Clarence Alphonse Gagnon

Clarence Alphonse Gagnon

Clarence Alphonse Gagnon
Canadian, Impressionist & Modern Art Live auction

Lot # 125

Clarence Alphonse Gagnon
CAC RCA 1881 - 1942 Canadian

Jour de boucherie
gouache on paper
stamped Atelier Gagnon and on verso titled on the inventory and exhibition labels and certified by Walter Klinkhoff on the Gagnon inventory label #1009
5 x 5 1/8 in  12.7 x 13cm

By descent to the present Private Collection, Calgary

Louis Hémon, Maria Chapdelaine, 1933, the related illustration from this drawing reproduced page 95
Hélène Sicotte and Michèle Grandbois, Clarence Gagnon, 1881 - 1942: Dreaming the Landscape, Musée national des beaux-arts du Québec, 2006, page 207

Glenbow Museum, Calgary, 20th Century Art from the Permanent Collection, May 25 - November 18, 1991

Both Jour de boucherie and Trapper (lot 126 in this sale) are studies for Clarence Gagnon’s illustrations for Louis Hémon’s book Maria Chapdelaine, published in 1933 by Éditions Mornay. Hémon, a French writer, traveled to rural Quebec to gather ideas for a novel. He supported himself by working on a farm and, distilling various stories from area residents, wrote a romantic novel set in the Quebec village of Péribonka, basing the heroine on a young woman he had met. Completed in 1913, it was a chronicle of the rugged life of early French-Canadian colonists.
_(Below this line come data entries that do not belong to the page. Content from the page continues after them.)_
use serenity::all::{RoleId, UserId};

use crate::commands::Tier;
use crate::config::BotConfig;

/// Who is invoking a command. Derived from the interaction event and
/// discarded after the dispatch; never persisted.
#[derive(Debug, Clone)]
pub struct Caller {
    pub user_id: UserId,
    pub roles: Vec<RoleId>,
}

#[derive(Debug, Clone, Copy, PartialEq, Eq)]
pub enum Deny {
    OwnerOnly,
    AdminOnly,
    BoosterOnly,
    NotConfigured,
}

impl Deny {
    pub fn message(self) -> &'static str {
        match self {
            Deny::OwnerOnly => "This command is only available to the bot owner.",
            Deny::AdminOnly => "This command is only available to administrators.",
            Deny::BoosterOnly => "This command is only available to server boosters.",
            Deny::NotConfigured => {
                "This command is not configured on this server. Please contact an administrator."
            }
        }
    }
}

/// Pure tier check. Tiers are labels, not a hierarchy: the owner does not
/// implicitly pass admin checks. A tier whose id is not configured denies
/// every caller rather than waving them through.
pub fn authorize(tier: Tier, caller: &Caller, config: &BotConfig) -> Result<(), Deny> {
    match tier {
        Tier::Public => Ok(()),
        Tier::Owner => match config.owner_id {
            None => Err(Deny::NotConfigured),
            Some(owner) if caller.user_id == owner => Ok(()),
            Some(_) => Err(Deny::OwnerOnly),
        },
        Tier::Admin => role_check(config.admin_role_id, &caller.roles, Deny::AdminOnly),
        Tier::Booster => role_check(config.booster_role_id, &caller.roles, Deny::BoosterOnly),
    }
}

fn role_check(required: Option<RoleId>, held: &[RoleId], deny: Deny) -> Result<(), Deny> {
    match required {
        None => Err(Deny::NotConfigured),
        Some(role) if held.contains(&role) => Ok(()),
        Some(_) => Err(deny),
    }
}

#[cfg(test)]
mod tests {
    use super::*;

    fn caller(user_id: u64, roles: &[u64]) -> Caller {
        Caller {
            user_id: UserId::new(user_id),
            roles: roles.iter().map(|r| RoleId::new(*r)).collect(),
        }
    }

    #[test]
    fn public_allows_anyone() {
        let config = BotConfig::for_tests();
        assert!(authorize(Tier::Public, &caller(1, &[]), &config).is_ok());
    }

    #[test]
    fn owner_allows_only_the_configured_user() {
        let config = BotConfig::for_tests();
        assert!(authorize(Tier::Owner, &caller(100, &[]), &config).is_ok());
        assert_eq!(
            authorize(Tier::Owner, &caller(101, &[]), &config),
            Err(Deny::OwnerOnly)
        );
    }

    #[test]
    fn owner_does_not_satisfy_admin() {
        let config = BotConfig::for_tests();
        assert_eq!(
            authorize(Tier::Admin, &caller(100, &[]), &config),
            Err(Deny::AdminOnly)
        );
    }

    #[test]
    fn admin_requires_the_configured_role() {
        let config = BotConfig::for_tests();
        assert!(authorize(Tier::Admin, &caller(1, &[200]), &config).is_ok());
        assert_eq!(
            authorize(Tier::Admin, &caller(1, &[300]), &config),
            Err(Deny::AdminOnly)
        );
    }

    #[test]
    fn booster_requires_the_configured_role() {
        let config = BotConfig::for_tests();
        assert!(authorize(Tier::Booster, &caller(1, &[300, 5]), &config).is_ok());
        assert_eq!(
            authorize(Tier::Booster, &caller(1, &[]), &config),
            Err(Deny::BoosterOnly)
        );
    }

    #[test]
    fn missing_configuration_fails_closed() {
        let config = BotConfig {
            owner_id: None,
            admin_role_id: None,
            booster_role_id: None,
            ..BotConfig::for_tests()
        };
        // Even a caller with no roles at all gets NotConfigured, not a
        // role-specific denial, and never an Allow.
        assert_eq!(
            authorize(Tier::Owner, &caller(100, &[]), &config),
            Err(Deny::NotConfigured)
        );
        assert_eq!(
            authorize(Tier::Admin, &caller(1, &[200]), &config),
            Err(Deny::NotConfigured)
        );
        assert_eq!(
            authorize(Tier::Booster, &caller(1, &[300]), &config),
            Err(Deny::NotConfigured)
        );
    }
}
In 1928, Éditions Mornay offered the project of producing illustrations for the novel to Gagnon. He was given free rein over the conception and technical production of the images and also retained ownership of the original drawings. Gagnon produced his illustrations using the technique of oil monotype, and they have an exquisite sense of colour. He also executed preparatory drawings for some of the images, such as these two charming works, to establish colour and composition. The project consumed Gagnon exclusively from 1931 until the book’s completion in 1933.

Gagnon had never seen Péribonka, but instead chose to base his images on the Quebec village of Baie-Saint-Paul in the county of Charlevoix, where he had lived from 1912 to 1924, a period in which he went back and forth from France to Quebec (in 1936 he returned to Canada and Baie-Saint-Paul permanently). These illustrations were a loving tribute to the happy days he had spent in the peaceful and harmonious village and its surrounds. In a letter to Dr. Euloge Tremblay, a doctor who had treated him like a son when he lived in the village, he testified that Baie-Saint-Paul had given him a “wealth of unforgettable memories that were invaluable when I did the illustrations for Maria Chapdelaine.”